**Excerpts from a dataset**
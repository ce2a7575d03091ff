use serde::{Deserialize, Serialize};

/// Identifies one aggregate: a group key and its tumbling window
/// `[window_start, window_end)`, both in epoch nanoseconds.
#[derive(Debug, Clone, Copy, PartialEq, Eq, PartialOrd, Ord, Hash, Serialize, Deserialize)]
pub struct WindowKey {
    pub group_key: i64,
    pub window_start: i64,
    pub window_end: i64,
}

/// Assigns event times to fixed, contiguous, non-overlapping windows.
#[derive(Debug, Clone, Copy)]
pub struct TumblingAssigner {
    duration: i64,
}

impl TumblingAssigner {
    /// `duration` is in nanoseconds and must be positive.
    pub fn new(duration: i64) -> Self {
        Self {
            duration: duration.max(1),
        }
    }

    pub fn duration(&self) -> i64 {
        self.duration
    }

    /// `window_start = floor(event_time / duration) * duration`. Floor
    /// division keeps pre-epoch times in the window that contains them.
    pub fn assign(&self, group_key: i64, event_time: i64) -> WindowKey {
        let window_start = event_time.div_euclid(self.duration) * self.duration;
        WindowKey {
            group_key,
            window_start,
            window_end: window_start.saturating_add(self.duration),
        }
    }
}
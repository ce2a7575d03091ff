//! Event normalization: raw JSON records to typed [`Event`]s.

use chrono::{DateTime, NaiveDateTime};
use serde_json::{Map, Value};

/// A normalized source record. Immutable once built.
#[derive(Debug, Clone, PartialEq)]
pub struct Event {
    /// Integer-parsed `user_id`; the grouping key of every window.
    pub group_key: i64,
    pub user_id: String,
    pub event_type: String,
    /// Event time in nanoseconds since the Unix epoch (UTC).
    pub event_time: i64,
    pub value: f64,
    pub payload: String,
    /// `user_id + "_" + timestamp`, the candidate for a window's sample tag.
    pub tag: String,
}

#[derive(Debug, Clone, PartialEq, Eq, thiserror::Error)]
pub enum ParseError {
    #[error("record is not valid JSON: {0}")]
    InvalidJson(String),
    #[error("record is not a JSON object")]
    NotAnObject,
    #[error("missing field `{0}`")]
    MissingField(&'static str),
    #[error("field `{field}` must be a {expected}")]
    WrongType {
        field: &'static str,
        expected: &'static str,
    },
    #[error("user_id {0:?} is not an integer")]
    InvalidGroupKey(String),
    #[error("timestamp {0:?} cannot be parsed")]
    InvalidTimestamp(String),
    #[error("value {0:?} is not a finite number")]
    InvalidValue(String),
}

impl ParseError {
    /// Short stable label, used for metrics and log fields.
    pub fn kind(&self) -> &'static str {
        match self {
            Self::InvalidJson(_) => "invalid_json",
            Self::NotAnObject => "not_an_object",
            Self::MissingField(_) => "missing_field",
            Self::WrongType { .. } => "wrong_type",
            Self::InvalidGroupKey(_) => "invalid_group_key",
            Self::InvalidTimestamp(_) => "invalid_timestamp",
            Self::InvalidValue(_) => "invalid_value",
        }
    }
}

/// Parses raw records into [`Event`]s.
///
/// Timestamps use `timestamp_format` (a chrono pattern, naive times taken as
/// UTC) when set; otherwise RFC 3339, falling back to a naive ISO-8601
/// date-time without offset.
#[derive(Debug, Clone, Default)]
pub struct Normalizer {
    timestamp_format: Option<String>,
}

const NAIVE_ISO: &str = "%Y-%m-%dT%H:%M:%S%.f";

impl Normalizer {
    pub fn new(timestamp_format: Option<String>) -> Self {
        Self { timestamp_format }
    }

    pub fn normalize(&self, raw: &[u8]) -> Result<Event, ParseError> {
        let value: Value =
            serde_json::from_slice(raw).map_err(|e| ParseError::InvalidJson(e.to_string()))?;
        let Value::Object(obj) = value else {
            return Err(ParseError::NotAnObject);
        };

        let user_id = string_field(&obj, "user_id")?;
        let event_type = string_field(&obj, "event_type")?;
        let timestamp = string_field(&obj, "timestamp")?;
        let raw_value = string_field(&obj, "value")?;
        let payload = match obj.get("payload") {
            None => return Err(ParseError::MissingField("payload")),
            Some(Value::String(s)) => s.clone(),
            Some(other) => other.to_string(),
        };

        let group_key = user_id
            .parse::<i64>()
            .map_err(|_| ParseError::InvalidGroupKey(user_id.to_string()))?;
        let event_time = self.parse_timestamp(timestamp)?;
        let value = raw_value
            .trim()
            .parse::<f64>()
            .ok()
            .filter(|v| v.is_finite())
            .ok_or_else(|| ParseError::InvalidValue(raw_value.to_string()))?;

        Ok(Event {
            group_key,
            user_id: user_id.to_string(),
            event_type: event_type.to_string(),
            event_time,
            value,
            payload,
            tag: format!("{user_id}_{timestamp}"),
        })
    }

    fn parse_timestamp(&self, raw: &str) -> Result<i64, ParseError> {
        let invalid = || ParseError::InvalidTimestamp(raw.to_string());
        let nanos = match &self.timestamp_format {
            Some(fmt) => NaiveDateTime::parse_from_str(raw, fmt)
                .ok()
                .and_then(|dt| dt.and_utc().timestamp_nanos_opt()),
            None => match DateTime::parse_from_rfc3339(raw) {
                Ok(dt) => dt.timestamp_nanos_opt(),
                Err(_) => NaiveDateTime::parse_from_str(raw, NAIVE_ISO)
                    .ok()
                    .and_then(|dt| dt.and_utc().timestamp_nanos_opt()),
            },
        };
        nanos.ok_or_else(invalid)
    }
}

fn string_field<'a>(obj: &'a Map<String, Value>, field: &'static str) -> Result<&'a str, ParseError> {
    match obj.get(field) {
        None => Err(ParseError::MissingField(field)),
        Some(Value::String(s)) => Ok(s),
        Some(_) => Err(ParseError::WrongType {
            field,
            expected: "string",
        }),
    }
}

// ---------------------------------------------------------------------------
// Tests
// ---------------------------------------------------------------------------
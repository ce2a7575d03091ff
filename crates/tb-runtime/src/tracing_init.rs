use std::fmt::{self as stdfmt, Write as _};
use std::path::Path;

use anyhow::Result;
use tb_config::{LogFormat, LoggingConfig};
use tracing::field::{Field, Visit};
use tracing::{Event, Level, Subscriber};
use tracing_appender::non_blocking::{NonBlocking, WorkerGuard};
use tracing_subscriber::fmt::format::DefaultFields;
use tracing_subscriber::fmt::time::{FormatTime, SystemTime};
use tracing_subscriber::fmt::{self, FmtContext, FormatEvent, FormattedFields};
use tracing_subscriber::layer::SubscriberExt;
use tracing_subscriber::registry::LookupSpan;
use tracing_subscriber::util::SubscriberInitExt;
use tracing_subscriber::{EnvFilter, Layer, Registry};

type BoxedLayer = Box<dyn Layer<Registry> + Send + Sync>;

// ---------------------------------------------------------------------------
// FileFields: keeps the file layer's span field cache apart from stderr's
// ---------------------------------------------------------------------------

#[derive(Default)]
struct FileFields(DefaultFields);

impl<'writer> fmt::FormatFields<'writer> for FileFields {
    fn format_fields<R: tracing_subscriber::field::RecordFields>(
        &self,
        writer: fmt::format::Writer<'writer>,
        fields: R,
    ) -> stdfmt::Result {
        self.0.format_fields(writer, fields)
    }
}

// ---------------------------------------------------------------------------
// DomainFormat
// ---------------------------------------------------------------------------

/// Plain-text event format with the `domain` field lifted into a prefix:
///
/// ```text
/// 2026-03-02T10:04:11Z  INFO [pipe] shard{group=demo-group-1 shard=2}: window sweep written=14
/// ```
struct DomainFormat {
    timer: SystemTime,
}

impl DomainFormat {
    fn new() -> Self {
        Self { timer: SystemTime }
    }
}

fn paint(
    writer: &mut fmt::format::Writer<'_>,
    style: &str,
    args: stdfmt::Arguments<'_>,
) -> stdfmt::Result {
    if writer.has_ansi_escapes() {
        write!(writer, "\x1b[{style}m{args}\x1b[0m")
    } else {
        writer.write_fmt(args)
    }
}

fn level_style(level: Level) -> &'static str {
    match level {
        Level::ERROR => "31",
        Level::WARN => "33",
        Level::INFO => "32",
        Level::DEBUG => "34",
        _ => "35",
    }
}

impl<S, N> FormatEvent<S, N> for DomainFormat
where
    S: Subscriber + for<'a> LookupSpan<'a>,
    N: for<'writer> fmt::FormatFields<'writer> + 'static,
{
    fn format_event(
        &self,
        ctx: &FmtContext<'_, S, N>,
        mut writer: fmt::format::Writer<'_>,
        event: &Event<'_>,
    ) -> stdfmt::Result {
        let mut stamp = String::new();
        if self
            .timer
            .format_time(&mut fmt::format::Writer::new(&mut stamp))
            .is_err()
        {
            stamp.push_str("<unknown time>");
        }
        paint(&mut writer, "2", format_args!("{stamp}"))?;

        let level = *event.metadata().level();
        write!(writer, " ")?;
        paint(&mut writer, level_style(level), format_args!("{level:>5}"))?;
        write!(writer, " ")?;

        let mut fields = DomainExtractor::default();
        event.record(&mut fields);

        if let Some(domain) = &fields.domain {
            paint(&mut writer, "1;36", format_args!("[{domain}]"))?;
            write!(writer, " ")?;
        }

        if let Some(scope) = ctx.event_scope() {
            for span in scope.from_root() {
                paint(&mut writer, "1", format_args!("{}", span.name()))?;
                let ext = span.extensions();
                match ext.get::<FormattedFields<N>>() {
                    Some(f) if !f.is_empty() => write!(writer, "{{{f}}}: ")?,
                    _ => write!(writer, ": ")?,
                }
            }
        }

        write!(writer, "{}", fields.message)?;
        if !fields.rest.is_empty() {
            write!(writer, " ")?;
            paint(&mut writer, "3", format_args!("{}", fields.rest))?;
        }
        writeln!(writer)
    }
}

/// Splits an event's fields into domain, message and everything else.
#[derive(Default)]
struct DomainExtractor {
    domain: Option<String>,
    message: String,
    rest: String,
}

impl DomainExtractor {
    fn push_field(&mut self, name: &str, value: stdfmt::Arguments<'_>) {
        if !self.rest.is_empty() {
            self.rest.push(' ');
        }
        write!(&mut self.rest, "{name}={value}").ok();
    }
}

impl Visit for DomainExtractor {
    fn record_str(&mut self, field: &Field, value: &str) {
        match field.name() {
            "domain" => self.domain = Some(value.to_string()),
            "message" => self.message = value.to_string(),
            name => self.push_field(name, format_args!("{value:?}")),
        }
    }

    fn record_debug(&mut self, field: &Field, value: &dyn stdfmt::Debug) {
        match field.name() {
            "domain" => self.domain = Some(format!("{value:?}").trim_matches('"').to_string()),
            "message" => {
                write!(&mut self.message, "{value:?}").ok();
            }
            name => self.push_field(name, format_args!("{value:?}")),
        }
    }

    fn record_u64(&mut self, field: &Field, value: u64) {
        self.push_field(field.name(), format_args!("{value}"));
    }

    fn record_i64(&mut self, field: &Field, value: i64) {
        self.push_field(field.name(), format_args!("{value}"));
    }

    fn record_f64(&mut self, field: &Field, value: f64) {
        self.push_field(field.name(), format_args!("{value}"));
    }

    fn record_bool(&mut self, field: &Field, value: bool) {
        self.push_field(field.name(), format_args!("{value}"));
    }
}

// ---------------------------------------------------------------------------
// Layers
// ---------------------------------------------------------------------------

/// `RUST_LOG` wins over the configured level and module overrides.
fn build_filter(config: &LoggingConfig) -> Result<EnvFilter> {
    if std::env::var("RUST_LOG").is_ok() {
        return Ok(EnvFilter::from_default_env());
    }
    let mut directives = config.level.clone();
    for (module, level) in &config.modules {
        write!(directives, ",{module}={level}")?;
    }
    EnvFilter::try_new(&directives)
        .map_err(|e| anyhow::anyhow!("invalid log filter '{directives}': {e}"))
}

fn stderr_layer(format: LogFormat, filter: EnvFilter) -> BoxedLayer {
    match format {
        LogFormat::Json => fmt::layer()
            .json()
            .with_target(false)
            .with_writer(std::io::stderr)
            .with_filter(filter)
            .boxed(),
        LogFormat::Plain => fmt::layer()
            .event_format(DomainFormat::new())
            .with_writer(std::io::stderr)
            .with_filter(filter)
            .boxed(),
    }
}

fn file_layer(format: LogFormat, writer: NonBlocking, filter: EnvFilter) -> BoxedLayer {
    match format {
        LogFormat::Json => fmt::layer()
            .json()
            .with_target(false)
            .with_ansi(false)
            .with_writer(writer)
            .with_filter(filter)
            .boxed(),
        LogFormat::Plain => fmt::layer()
            .event_format(DomainFormat::new())
            .fmt_fields(FileFields::default())
            .with_ansi(false)
            .with_writer(writer)
            .with_filter(filter)
            .boxed(),
    }
}

fn file_writer(path: &Path, base_dir: &Path) -> Result<(NonBlocking, WorkerGuard)> {
    let resolved = if path.is_relative() {
        base_dir.join(path)
    } else {
        path.to_path_buf()
    };
    let dir = resolved
        .parent()
        .ok_or_else(|| anyhow::anyhow!("log file path has no parent directory"))?;
    std::fs::create_dir_all(dir)?;
    let file_name = resolved
        .file_name()
        .ok_or_else(|| anyhow::anyhow!("log file path has no file name"))?;
    let appender = tracing_appender::rolling::never(dir, file_name);
    Ok(tracing_appender::non_blocking(appender))
}

// ---------------------------------------------------------------------------
// Public API
// ---------------------------------------------------------------------------

/// Install the global `tracing` subscriber described by `config`.
///
/// The returned [`WorkerGuard`] flushes the file writer when dropped; hold
/// it until the process exits. `log` records from `tb-core` are bridged
/// through `tracing-subscriber`'s `tracing-log` feature.
pub fn init_tracing(config: &LoggingConfig, base_dir: &Path) -> Result<Option<WorkerGuard>> {
    let mut layers: Vec<BoxedLayer> = vec![stderr_layer(config.format, build_filter(config)?)];
    let mut guard = None;

    if let Some(path) = &config.file {
        let (writer, file_guard) = file_writer(path, base_dir)?;
        layers.push(file_layer(config.format, writer, build_filter(config)?));
        guard = Some(file_guard);
    }

    tracing_subscriber::registry()
        .with(layers)
        .try_init()
        .map_err(|e| anyhow::anyhow!("tracing already initialised: {e}"))?;
    Ok(guard)
}
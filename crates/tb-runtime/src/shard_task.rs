use std::sync::Arc;
use std::time::Duration;

use tokio::sync::mpsc;

use tb_core::event::Event;
use tb_core::finalize::Finalizer;
use tb_core::source::{Offset, PartitionId};
use tb_core::worker::{Admit, Progress, WindowWorker};

use crate::commit_task::CommitMsg;
use crate::metrics::GroupMetrics;

/// Reader → shard traffic. A partition's events and progress markers share
/// one FIFO channel per shard, so a marker always trails its batch.
#[derive(Debug)]
pub(crate) enum ShardMsg {
    Event {
        partition: PartitionId,
        offset: Offset,
        event: Event,
    },
    Progress(Progress),
}

pub(crate) struct ShardTaskConfig {
    pub group: String,
    pub worker: WindowWorker,
    pub finalizer: Arc<Finalizer>,
    pub rx: mpsc::Receiver<ShardMsg>,
    pub commit_tx: mpsc::Sender<CommitMsg>,
    pub sweep_interval: Duration,
    pub metrics: Arc<GroupMetrics>,
}

/// Own one shard's windows until every reader hangs up.
///
/// A sweep runs whenever a progress marker moves the watermark and on every
/// tick, which also retries windows left `Closing`.
/// Each sweep ends with a report to the commit coordinator. When the channel
/// closes, one last sweep closes only what the watermark allows; open
/// windows are left to be rebuilt from uncommitted offsets.
#[tracing::instrument(
    name = "shard",
    skip_all,
    fields(group = %config.group, shard = config.worker.shard())
)]
pub(crate) async fn run_shard_task(config: ShardTaskConfig) -> anyhow::Result<()> {
    let ShardTaskConfig {
        group: _,
        mut worker,
        finalizer,
        mut rx,
        commit_tx,
        sweep_interval,
        metrics,
    } = config;

    let mut tick = tokio::time::interval(sweep_interval);
    tick.set_missed_tick_behavior(tokio::time::MissedTickBehavior::Delay);

    loop {
        tokio::select! {
            msg = rx.recv() => match msg {
                Some(ShardMsg::Event { partition, offset, event }) => {
                    match worker.on_event(partition, offset, &event) {
                        Admit::Folded => metrics.inc_folded(),
                        Admit::DroppedLate => {
                            metrics.inc_late_dropped();
                            tb_trace!(
                                pipe,
                                partition,
                                offset,
                                group_key = event.group_key,
                                event_time = event.event_time,
                                "late event dropped"
                            );
                        }
                        Admit::SkippedReplay => metrics.inc_replay_skipped(),
                    }
                }
                Some(ShardMsg::Progress(progress)) => {
                    if worker.on_progress(&progress) {
                        sweep_and_report(&mut worker, &finalizer, &commit_tx, &metrics).await?;
                    }
                }
                None => break,
            },
            _ = tick.tick() => {
                sweep_and_report(&mut worker, &finalizer, &commit_tx, &metrics).await?;
            }
        }
    }

    sweep_and_report(&mut worker, &finalizer, &commit_tx, &metrics).await?;
    tb_info!(
        pipe,
        open = worker.open_windows(),
        closing = worker.closing_windows(),
        "shard drained"
    );
    Ok(())
}

async fn sweep_and_report(
    worker: &mut WindowWorker,
    finalizer: &Finalizer,
    commit_tx: &mpsc::Sender<CommitMsg>,
    metrics: &GroupMetrics,
) -> anyhow::Result<()> {
    let report = finalizer.sweep(worker).await;
    metrics.add_sweep(&report);
    metrics.set_shard_windows(worker.shard(), worker.open_windows(), worker.closing_windows());
    if report.closed > 0 || report.expired > 0 || report.retry_pending > 0 {
        tb_debug!(
            pipe,
            watermark = ?worker.watermark(),
            closed = report.closed,
            expired = report.expired,
            written = report.written,
            suppressed = report.suppressed,
            pending = report.retry_pending,
            dead_lettered = report.dead_lettered,
            "window sweep"
        );
    }
    commit_tx
        .send(CommitMsg::Report(worker.take_report()))
        .await
        .map_err(|_| anyhow::anyhow!("commit coordinator stopped"))
}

**YOUR GOAL**
Exactly repeat the lines above, from the opening line through the one with "that contains them.", and include nothing else.

**ANSWER FOR THE TASK**
repository ce2a7575d03091ff
use serde::{Deserialize, Serialize};

/// Identifies one aggregate: a group key and its tumbling window
/// `[window_start, window_end)`, both in epoch nanoseconds.
#[derive(Debug, Clone, Copy, PartialEq, Eq, PartialOrd, Ord, Hash, Serialize, Deserialize)]
pub struct WindowKey {
    pub group_key: i64,
    pub window_start: i64,
    pub window_end: i64,
}

/// Assigns event times to fixed, contiguous, non-overlapping windows.
#[derive(Debug, Clone, Copy)]
pub struct TumblingAssigner {
    duration: i64,
}

impl TumblingAssigner {
    /// `duration` is in nanoseconds and must be positive.
    pub fn new(duration: i64) -> Self {
        Self {
            duration: duration.max(1),
        }
    }

    pub fn duration(&self) -> i64 {
        self.duration
    }

    /// `window_start = floor(event_time / duration) * duration`. Floor
    /// division keeps pre-epoch times in the window that contains them.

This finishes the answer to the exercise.